Top of RECORD EXCERPTS

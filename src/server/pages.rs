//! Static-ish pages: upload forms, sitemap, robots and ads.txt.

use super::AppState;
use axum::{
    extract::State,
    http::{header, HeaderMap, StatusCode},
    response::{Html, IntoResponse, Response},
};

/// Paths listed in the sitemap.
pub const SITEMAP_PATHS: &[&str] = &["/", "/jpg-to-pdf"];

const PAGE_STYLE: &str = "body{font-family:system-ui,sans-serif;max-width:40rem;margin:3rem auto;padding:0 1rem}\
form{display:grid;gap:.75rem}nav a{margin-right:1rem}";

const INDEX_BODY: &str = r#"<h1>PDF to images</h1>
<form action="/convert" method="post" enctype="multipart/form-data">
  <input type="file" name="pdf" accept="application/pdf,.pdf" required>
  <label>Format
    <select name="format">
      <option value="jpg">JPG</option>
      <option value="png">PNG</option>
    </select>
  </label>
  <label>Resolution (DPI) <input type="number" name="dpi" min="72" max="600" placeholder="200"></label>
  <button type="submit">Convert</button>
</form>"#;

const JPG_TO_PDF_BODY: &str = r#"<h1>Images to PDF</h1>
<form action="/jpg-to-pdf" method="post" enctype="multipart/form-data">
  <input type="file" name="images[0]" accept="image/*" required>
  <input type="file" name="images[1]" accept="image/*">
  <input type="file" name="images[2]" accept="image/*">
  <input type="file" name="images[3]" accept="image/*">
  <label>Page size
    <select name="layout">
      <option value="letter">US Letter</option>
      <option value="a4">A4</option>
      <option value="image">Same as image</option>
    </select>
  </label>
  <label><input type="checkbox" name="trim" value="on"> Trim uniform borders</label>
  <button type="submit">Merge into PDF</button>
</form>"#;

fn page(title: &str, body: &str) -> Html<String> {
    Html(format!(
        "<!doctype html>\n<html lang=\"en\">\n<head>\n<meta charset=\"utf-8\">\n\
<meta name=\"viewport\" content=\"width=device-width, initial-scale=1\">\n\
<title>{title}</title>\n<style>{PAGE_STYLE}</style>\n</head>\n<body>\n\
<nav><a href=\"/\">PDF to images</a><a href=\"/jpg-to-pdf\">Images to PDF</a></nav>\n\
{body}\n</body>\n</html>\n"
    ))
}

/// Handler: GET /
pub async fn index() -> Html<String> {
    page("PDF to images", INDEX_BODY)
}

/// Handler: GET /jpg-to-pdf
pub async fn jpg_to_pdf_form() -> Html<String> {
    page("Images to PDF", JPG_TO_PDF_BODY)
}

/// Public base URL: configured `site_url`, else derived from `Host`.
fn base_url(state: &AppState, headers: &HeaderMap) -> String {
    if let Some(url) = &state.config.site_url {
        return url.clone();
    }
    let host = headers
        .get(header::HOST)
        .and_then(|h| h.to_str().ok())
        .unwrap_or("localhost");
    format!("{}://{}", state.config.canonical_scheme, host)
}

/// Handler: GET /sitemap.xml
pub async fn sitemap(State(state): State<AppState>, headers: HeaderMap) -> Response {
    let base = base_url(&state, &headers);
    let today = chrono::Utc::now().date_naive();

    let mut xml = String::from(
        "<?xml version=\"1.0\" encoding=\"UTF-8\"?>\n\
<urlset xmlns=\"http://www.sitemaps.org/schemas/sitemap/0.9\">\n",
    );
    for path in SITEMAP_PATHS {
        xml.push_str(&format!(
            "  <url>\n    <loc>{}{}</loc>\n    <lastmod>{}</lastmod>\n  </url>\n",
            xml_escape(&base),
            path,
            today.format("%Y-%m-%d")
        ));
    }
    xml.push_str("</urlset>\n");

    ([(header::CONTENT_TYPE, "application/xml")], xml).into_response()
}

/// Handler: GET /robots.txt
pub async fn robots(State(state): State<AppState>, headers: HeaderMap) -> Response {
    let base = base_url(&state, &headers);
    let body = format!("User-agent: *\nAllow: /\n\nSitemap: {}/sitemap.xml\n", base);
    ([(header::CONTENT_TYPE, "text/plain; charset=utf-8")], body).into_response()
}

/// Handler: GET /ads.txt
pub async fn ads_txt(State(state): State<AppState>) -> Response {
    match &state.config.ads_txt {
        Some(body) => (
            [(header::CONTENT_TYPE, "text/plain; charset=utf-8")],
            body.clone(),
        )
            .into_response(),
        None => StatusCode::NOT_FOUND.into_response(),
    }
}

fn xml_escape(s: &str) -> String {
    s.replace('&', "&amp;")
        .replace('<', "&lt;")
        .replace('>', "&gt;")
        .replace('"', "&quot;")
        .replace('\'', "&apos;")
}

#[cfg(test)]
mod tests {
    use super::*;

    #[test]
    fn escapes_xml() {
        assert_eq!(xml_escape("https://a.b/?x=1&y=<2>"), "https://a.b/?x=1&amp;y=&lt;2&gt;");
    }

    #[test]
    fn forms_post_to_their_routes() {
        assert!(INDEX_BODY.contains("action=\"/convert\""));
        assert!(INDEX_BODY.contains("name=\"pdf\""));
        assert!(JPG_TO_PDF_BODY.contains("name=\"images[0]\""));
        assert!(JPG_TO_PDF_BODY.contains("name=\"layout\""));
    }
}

Bottom of RECORD EXCERPTS

- **WHAT TO WORK ON**: What is needed is an exact copy of the entries above, from the first line through the line holding "pub const SITEMAP_PATHS: &[&str]", with both of those lines kept; please give nothing else.

- **SOLVED PROBLEM**:
filename src/server/pages.rs
//! Static-ish pages: upload forms, sitemap, robots and ads.txt.

use super::AppState;
use axum::{
    extract::State,
    http::{header, HeaderMap, StatusCode},
    response::{Html, IntoResponse, Response},
};

/// Paths listed in the sitemap.
pub const SITEMAP_PATHS: &[&str] = &["/", "/jpg-to-pdf"];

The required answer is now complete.